(Provided information Opens)
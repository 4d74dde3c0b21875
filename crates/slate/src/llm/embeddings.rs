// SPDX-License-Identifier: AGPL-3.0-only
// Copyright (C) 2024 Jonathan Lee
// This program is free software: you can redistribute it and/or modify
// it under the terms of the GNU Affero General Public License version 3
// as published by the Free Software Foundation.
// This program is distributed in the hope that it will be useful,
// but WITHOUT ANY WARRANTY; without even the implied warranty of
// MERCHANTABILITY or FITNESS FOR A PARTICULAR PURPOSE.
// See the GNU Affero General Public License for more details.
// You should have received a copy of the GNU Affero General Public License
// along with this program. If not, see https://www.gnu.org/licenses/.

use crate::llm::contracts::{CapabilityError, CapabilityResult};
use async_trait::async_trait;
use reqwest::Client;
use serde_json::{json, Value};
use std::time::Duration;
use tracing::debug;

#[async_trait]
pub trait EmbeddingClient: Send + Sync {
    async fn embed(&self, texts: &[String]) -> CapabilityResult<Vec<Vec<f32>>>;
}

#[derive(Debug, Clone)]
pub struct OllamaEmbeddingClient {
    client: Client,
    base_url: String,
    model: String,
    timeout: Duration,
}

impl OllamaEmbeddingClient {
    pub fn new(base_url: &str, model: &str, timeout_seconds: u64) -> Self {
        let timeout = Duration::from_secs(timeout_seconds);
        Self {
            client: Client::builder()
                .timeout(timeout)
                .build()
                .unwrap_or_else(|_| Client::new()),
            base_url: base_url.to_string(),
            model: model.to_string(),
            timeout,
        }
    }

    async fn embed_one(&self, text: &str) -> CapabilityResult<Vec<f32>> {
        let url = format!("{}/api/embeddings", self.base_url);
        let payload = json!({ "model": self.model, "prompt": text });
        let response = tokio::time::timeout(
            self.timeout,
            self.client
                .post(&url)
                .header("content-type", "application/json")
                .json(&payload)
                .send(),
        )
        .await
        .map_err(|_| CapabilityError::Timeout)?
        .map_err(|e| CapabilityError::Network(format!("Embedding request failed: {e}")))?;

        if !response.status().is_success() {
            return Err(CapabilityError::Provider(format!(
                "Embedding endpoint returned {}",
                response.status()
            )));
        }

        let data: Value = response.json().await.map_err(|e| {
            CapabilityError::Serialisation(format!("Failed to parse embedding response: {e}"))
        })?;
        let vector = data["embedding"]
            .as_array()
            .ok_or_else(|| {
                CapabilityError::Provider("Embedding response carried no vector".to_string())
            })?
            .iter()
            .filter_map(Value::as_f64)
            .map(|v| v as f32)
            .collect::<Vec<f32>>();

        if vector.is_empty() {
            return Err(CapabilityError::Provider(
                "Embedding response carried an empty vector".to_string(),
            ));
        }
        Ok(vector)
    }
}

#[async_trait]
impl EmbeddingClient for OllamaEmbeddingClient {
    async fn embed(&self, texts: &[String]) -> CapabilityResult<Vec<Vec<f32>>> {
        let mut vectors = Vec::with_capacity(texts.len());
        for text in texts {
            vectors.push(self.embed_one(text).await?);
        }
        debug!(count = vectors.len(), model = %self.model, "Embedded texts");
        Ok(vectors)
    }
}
(Provided information Closes)
• _The problem_
Please return the full listing exactly as it appears.

• _Response below_
repository 4d74dde3c0b21875
filename crates/slate/src/llm/embeddings.rs
// SPDX-License-Identifier: AGPL-3.0-only
// Copyright (C) 2024 Jonathan Lee
// This program is free software: you can redistribute it and/or modify
// it under the terms of the GNU Affero General Public License version 3
// as published by the Free Software Foundation.
// This program is distributed in the hope that it will be useful,
// but WITHOUT ANY WARRANTY; without even the implied warranty of
// MERCHANTABILITY or FITNESS FOR A PARTICULAR PURPOSE.
// See the GNU Affero General Public License for more details.
// You should have received a copy of the GNU Affero General Public License
// along with this program. If not, see https://www.gnu.org/licenses/.

use crate::llm::contracts::{CapabilityError, CapabilityResult};
use async_trait::async_trait;
use reqwest::Client;
use serde_json::{json, Value};
use std::time::Duration;
use tracing::debug;

#[async_trait]
pub trait EmbeddingClient: Send + Sync {
    async fn embed(&self, texts: &[String]) -> CapabilityResult<Vec<Vec<f32>>>;
}

#[derive(Debug, Clone)]
pub struct OllamaEmbeddingClient {
    client: Client,
    base_url: String,
    model: String,
    timeout: Duration,
}

impl OllamaEmbeddingClient {
    pub fn new(base_url: &str, model: &str, timeout_seconds: u64) -> Self {
        let timeout = Duration::from_secs(timeout_seconds);
        Self {
            client: Client::builder()
                .timeout(timeout)
                .build()
                .unwrap_or_else(|_| Client::new()),
            base_url: base_url.to_string(),
            model: model.to_string(),
            timeout,
        }
    }

    async fn embed_one(&self, text: &str) -> CapabilityResult<Vec<f32>> {
        let url = format!("{}/api/embeddings", self.base_url);
        let payload = json!({ "model": self.model, "prompt": text });
        let response = tokio::time::timeout(
            self.timeout,
            self.client
                .post(&url)
                .header("content-type", "application/json")
                .json(&payload)
                .send(),
        )
        .await
        .map_err(|_| CapabilityError::Timeout)?
        .map_err(|e| CapabilityError::Network(format!("Embedding request failed: {e}")))?;

        if !response.status().is_success() {
            return Err(CapabilityError::Provider(format!(
                "Embedding endpoint returned {}",
                response.status()
            )));
        }

        let data: Value = response.json().await.map_err(|e| {
            CapabilityError::Serialisation(format!("Failed to parse embedding response: {e}"))
        })?;
        let vector = data["embedding"]
            .as_array()
            .ok_or_else(|| {
                CapabilityError::Provider("Embedding response carried no vector".to_string())
            })?
            .iter()
            .filter_map(Value::as_f64)
            .map(|v| v as f32)
            .collect::<Vec<f32>>();

        if vector.is_empty() {
            return Err(CapabilityError::Provider(
                "Embedding response carried an empty vector".to_string(),
            ));
        }
        Ok(vector)
    }
}

#[async_trait]
impl EmbeddingClient for OllamaEmbeddingClient {
    async fn embed(&self, texts: &[String]) -> CapabilityResult<Vec<Vec<f32>>> {
        let mut vectors = Vec::with_capacity(texts.len());
        for text in texts {
            vectors.push(self.embed_one(text).await?);
        }
        debug!(count = vectors.len(), model = %self.model, "Embedded texts");
        Ok(vectors)
    }
}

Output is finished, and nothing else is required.